Manaus (AM) – Uma decisão proferida durante o plantão cível da Comarca de Manaus determinou que uma companhia aérea autorize e realize o embarque de um coelho de estimação da raça mini lion na cabine da aeronave, junto à tutora, em voo com destino a São Paulo, previsto para o dia 15 de janeiro, ou em eventual reacomodação.
A ação judicial foi ajuizada após a empresa aérea negar o pedido de transporte do animal na cabine, sob a justificativa de que o serviço é restrito a cães e gatos, sugerindo que o coelho fosse levado no compartimento de cargas. A tutora contestou a negativa, alegando risco à vida do animal.

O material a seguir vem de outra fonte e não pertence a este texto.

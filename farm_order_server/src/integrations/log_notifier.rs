use farm_order_engine::traits::{Notification, NotificationError, NotificationSender};
use log::*;

/// Writes every customer notification to the log instead of sending it. Template rendering and delivery are handled
/// by the mail service that tails these lines.
#[derive(Debug, Clone, Default)]
pub struct LogNotifier;

impl NotificationSender for LogNotifier {
    async fn send(&self, notification: Notification) -> Result<(), NotificationError> {
        if notification.recipient.trim().is_empty() {
            return Err(NotificationError::DeliveryFailed(format!("{} has no recipient", notification.template)));
        }
        let variables = serde_json::to_string(&notification.variables)
            .map_err(|e| NotificationError::DeliveryFailed(e.to_string()))?;
        info!("📬️ [{}] to {}: {variables}", notification.template, notification.recipient);
        Ok(())
    }
}
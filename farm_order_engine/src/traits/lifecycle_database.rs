use chrono::NaiveDate;
use farm_common::MinorUnits;
use thiserror::Error;

use crate::{
    amendment_plan::AmendmentPlan,
    db_types::{
        Amendment,
        NewOrder,
        NewPayment,
        Order,
        OrderItem,
        OrderNumber,
        OrderStatusType,
        Payment,
        ReminderMilestone,
    },
    pricing::PricingError,
    traits::data_objects::{PaymentSettlement, PaymentUpdate},
};

/// The storage contract for the order aggregate and the payment ledger.
///
/// Every method that changes more than one row does so inside a single database transaction. Implementations must
/// route all inventory changes through the same atomic reserve/release/adjust statements that
/// [`crate::traits::InventoryManagement`] exposes.
#[allow(async_fn_in_trait)]
pub trait LifecycleDatabase: Clone {
    /// The URL of the database
    fn url(&self) -> &str;

    /// Reserves inventory for every line item and inserts the order, its line items and the discount usage in one
    /// transaction. If any reservation fails, nothing is written.
    ///
    /// Returns [`LifecycleError::OrderNumberCollision`] if the order number is already taken, in which case the caller
    /// should generate a new number and try again.
    async fn insert_order_with_reservations(&self, order: NewOrder) -> Result<Order, LifecycleError>;

    async fn fetch_order(&self, order_number: &OrderNumber) -> Result<Option<Order>, LifecycleError>;

    async fn fetch_order_by_id(&self, id: i64) -> Result<Option<Order>, LifecycleError>;

    async fn fetch_order_items(&self, order_id: i64) -> Result<Vec<OrderItem>, LifecycleError>;

    async fn fetch_amendments(&self, order_id: i64) -> Result<Vec<Amendment>, LifecycleError>;

    async fn fetch_payments(&self, order_id: i64) -> Result<Vec<Payment>, LifecycleError>;

    /// Appends a new `pending` payment to the ledger.
    async fn insert_payment(&self, payment: NewPayment) -> Result<Payment, LifecycleError>;

    async fn fetch_payment_by_ref(&self, payment_ref: &str) -> Result<Option<Payment>, LifecycleError>;

    /// Applies a payment outcome to the ledger, and in the same transaction
    /// * releases the reservation and cancels the order if a deposit failed before any deposit completed,
    /// * recomputes the order status.
    ///
    /// Completed payments are never modified, so applying the same update twice is a no-op.
    async fn settle_payment(&self, update: PaymentUpdate) -> Result<PaymentSettlement, LifecycleError>;

    /// Replaces the order's amendments with the planned set. The order version is claimed as the first write, so a
    /// stale `expected_version` fails with [`LifecycleError::ConcurrentModification`] and nothing is changed.
    ///
    /// `remainder_due_date` only applies to an order that had no remainder due date and owes one after the change.
    async fn apply_amendment_plan(
        &self,
        order_id: i64,
        expected_version: i64,
        plan: AmendmentPlan,
        remainder_due_date: NaiveDate,
    ) -> Result<Order, LifecycleError>;

    /// Switches the order to `delivery_method`, replacing the delivery fee in its totals with `delivery_fee` and
    /// re-running the status derivation. Versioning and the remainder due date work as in
    /// [`apply_amendment_plan`](Self::apply_amendment_plan).
    async fn apply_delivery_change(
        &self,
        order_id: i64,
        expected_version: i64,
        delivery_method: &str,
        delivery_fee: MinorUnits,
        remainder_due_date: NaiveDate,
    ) -> Result<Order, LifecycleError>;

    /// Sets or clears the fulfillment freeze.
    async fn set_locked(&self, order_id: i64, expected_version: i64, locked: bool) -> Result<Order, LifecycleError>;

    /// Moves the order to a sticky status. If `release_inventory` is set, every reservation held by the order's line
    /// items and amendments is released in the same transaction.
    async fn set_manual_status(
        &self,
        order_id: i64,
        expected_version: i64,
        status: OrderStatusType,
        reason: &str,
        release_inventory: bool,
    ) -> Result<Order, LifecycleError>;

    /// Orders in `deposit_paid` whose remainder due date is strictly before `today`, and which are not locked.
    async fn fetch_overdue_orders(&self, today: NaiveDate) -> Result<Vec<Order>, LifecycleError>;

    /// Forfeits the order if, and only if, it is still unlocked, still `deposit_paid`, and its remainder is overdue
    /// relative to `today`. Releases all of its inventory in the same transaction.
    ///
    /// Returns `None` if the order no longer qualifies (e.g. another sweep got there first).
    async fn forfeit_order(&self, order_id: i64, today: NaiveDate, reason: &str)
        -> Result<Option<Order>, LifecycleError>;

    /// Orders in `deposit_paid` whose remainder due date falls in `[today, today + horizon_days]`.
    async fn fetch_reminder_candidates(&self, today: NaiveDate, horizon_days: i64)
        -> Result<Vec<Order>, LifecycleError>;

    /// Fully paid (or ready) orders whose fulfillment date falls in `[today, today + 1]`.
    async fn fetch_pre_fulfillment_candidates(&self, today: NaiveDate) -> Result<Vec<Order>, LifecycleError>;

    /// Atomically claims a reminder milestone for an order. Returns `false` if it had already been claimed.
    async fn claim_reminder(&self, order_id: i64, milestone: ReminderMilestone) -> Result<bool, LifecycleError>;

    /// Gives back a claim after the notification could not be sent, so that the next sweep retries it.
    async fn unclaim_reminder(&self, order_id: i64, milestone: ReminderMilestone) -> Result<(), LifecycleError>;

    async fn fetch_sent_reminders(&self, order_id: i64) -> Result<Vec<ReminderMilestone>, LifecycleError>;
}

#[derive(Debug, Clone, Error, PartialEq, Eq)]
pub enum LifecycleError {
    #[error("Not enough inventory remaining in {unit}: {requested} requested, but only {remaining} left")]
    InsufficientInventory { unit: String, requested: i64, remaining: i64 },
    #[error("Invalid state transition. {0}")]
    InvalidStateTransition(String),
    #[error("Order {0} is locked for fulfillment and cannot be modified")]
    OrderLocked(OrderNumber),
    #[error("Data integrity violation. {0}")]
    DataIntegrityViolation(String),
    #[error("The payment provider did not answer in time. The payment {0} is pending until the provider confirms it.")]
    ProviderTimeout(String),
    #[error("The payment provider could not process the request. {0}")]
    ProviderError(String),
    #[error("The requested order {0} does not exist")]
    OrderNotFound(String),
    #[error("The requested inventory unit {0} does not exist")]
    InventoryUnitNotFound(String),
    #[error("The requested payment {0} does not exist")]
    PaymentNotFound(String),
    #[error("Cannot insert payment, since it already exists with reference {0}")]
    PaymentAlreadyExists(String),
    #[error("Order number {0} is already taken")]
    OrderNumberCollision(OrderNumber),
    #[error("Order {0} was modified by another request. Reload the order and try again.")]
    ConcurrentModification(OrderNumber),
    #[error("Quantities cannot be reduced on this order any more. {0}")]
    DecreaseNotAllowed(String),
    #[error("All items in an order must be delivered in the same week. {0}")]
    MixedDeliveryWeeks(String),
    #[error("The discount code {0} is not valid")]
    InvalidDiscountCode(String),
    #[error("An order must contain at least one item")]
    EmptyOrder,
    #[error("Notification could not be delivered. {0}")]
    NotificationFailed(String),
    #[error("Invalid request. {0}")]
    InvalidRequest(String),
    #[error("{0}")]
    Pricing(#[from] PricingError),
    #[error("We have an internal database engine (configuration/uptime etc.) error: {0}")]
    DatabaseError(String),
}

impl From<sqlx::Error> for LifecycleError {
    fn from(e: sqlx::Error) -> Self {
        LifecycleError::DatabaseError(e.to_string())
    }
}
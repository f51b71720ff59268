//! Stateless pub-sub for order lifecycle events.
//!
//! Each hook gets its own bounded channel. The engine publishes into it through an [`EventProducer`], and the
//! [`EventHandler`] runs the hook on a separate task for every event. Hooks only ever see the event itself, never the
//! engine's state, so a slow or failing hook cannot hold up the transition that produced the event.
use std::{future::Future, pin::Pin, sync::Arc};

use log::*;
use tokio::{
    sync::mpsc,
    task::{JoinError, JoinSet},
};

pub type Handler<E> = Arc<dyn Fn(E) -> Pin<Box<dyn Future<Output = ()> + Send>> + Send + Sync>;

pub struct EventHandler<E: Send + Sync + 'static> {
    listener: mpsc::Receiver<E>,
    sender: mpsc::Sender<E>,
    handler: Handler<E>,
}

impl<E: Send + Sync + 'static> EventHandler<E> {
    pub fn new(buffer_size: usize, handler: Handler<E>) -> Self {
        let (sender, listener) = mpsc::channel(buffer_size);
        Self { listener, sender, handler }
    }

    pub fn subscribe(&self) -> EventProducer<E> {
        EventProducer::new(self.sender.clone())
    }

    /// Dispatches events until every producer has been dropped, then drains the hook runs still in flight.
    ///
    /// A hook that panics is logged and forgotten. It does not stop later events from being handled.
    pub async fn start_handler(self) {
        let Self { mut listener, sender, handler } = self;
        // Only producers may keep the channel open
        drop(sender);
        debug!("📬️ Event handler started");
        let mut running = JoinSet::new();
        loop {
            tokio::select! {
                Some(finished) = running.join_next(), if !running.is_empty() => report_hook_result(finished),
                next = listener.recv() => match next {
                    Some(event) => {
                        trace!("📬️ Dispatching event");
                        running.spawn((handler)(event));
                    },
                    None => break,
                },
            }
        }
        if !running.is_empty() {
            debug!("📬️ All producers are gone. Waiting for {} hook runs to finish", running.len());
        }
        while let Some(finished) = running.join_next().await {
            report_hook_result(finished);
        }
        debug!("📬️ Event handler has shut down");
    }
}

fn report_hook_result(result: Result<(), JoinError>) {
    match result {
        Ok(()) => trace!("📬️ Event handled"),
        Err(e) if e.is_panic() => error!("📬️ An event hook panicked. {e}"),
        Err(e) => warn!("📬️ An event hook was cancelled. {e}"),
    }
}

#[derive(Clone)]
pub struct EventProducer<E: Send + Sync> {
    sender: mpsc::Sender<E>,
}

impl<E: Send + Sync> EventProducer<E> {
    pub fn new(sender: mpsc::Sender<E>) -> Self {
        Self { sender }
    }

    /// Queues `event` for the hook. Waits while the channel is full, and drops the event with a warning if the
    /// handler has already shut down.
    pub async fn publish_event(&self, event: E) {
        if self.sender.send(event).await.is_err() {
            warn!("📬️ The event handler has shut down. Dropping event.");
        }
    }
}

Segundo a petição, o coelho, chamado Dodoki, pesa 2,85 quilos, vive há anos com a família e poderia sofrer estresse intenso e até morrer caso fosse transportado no porão da aeronave. A autora apresentou laudo veterinário e Guia de Trânsito Animal (GTA) atualizados para comprovar as condições de saúde do animal.
A decisão foi proferida no processo nº 0006464-54.2026.8.04.1000 pela juíza Rebeca de Mendonça Lima. A magistrada entendeu que estavam preenchidos os requisitos para a concessão da medida e citou entendimento jurisprudencial de que obrigar o despacho de animais pequenos e frágeis no compartimento de cargas configura estresse desnecessário, risco de morte e tratamento degradante, em violação ao artigo 225, parágrafo 1º, inciso VII, da Constituição Federal.
Na decisão, a juíza destacou que “a distinção feita pela companhia aérea entre cães/gatos e coelhos, para fins de transporte em cabine, carece de razoabilidade técnica”, especialmente quando demonstrado que o animal é de pequeno porte, possui higiene adequada e comportamento dócil e silencioso, podendo causar até menos incômodo do que espécies tradicionalmente aceitas.
O embarque do coelho deverá obedecer a algumas condições, como a apresentação, no momento do check-in, do atestado de saúde original e da GTA válidos. O animal também deverá permanecer durante todo o voo dentro de uma caixa de transporte adequada (kennel), posicionada abaixo do assento à frente da tutora, garantindo a higiene e o sossego dos demais passageiros.
A decisão ainda autoriza a cobrança da taxa correspondente ao transporte de animal na cabine, caso a companhia aérea adote esse procedimento para cães e gatos, a fim de manter o equilíbrio contratual.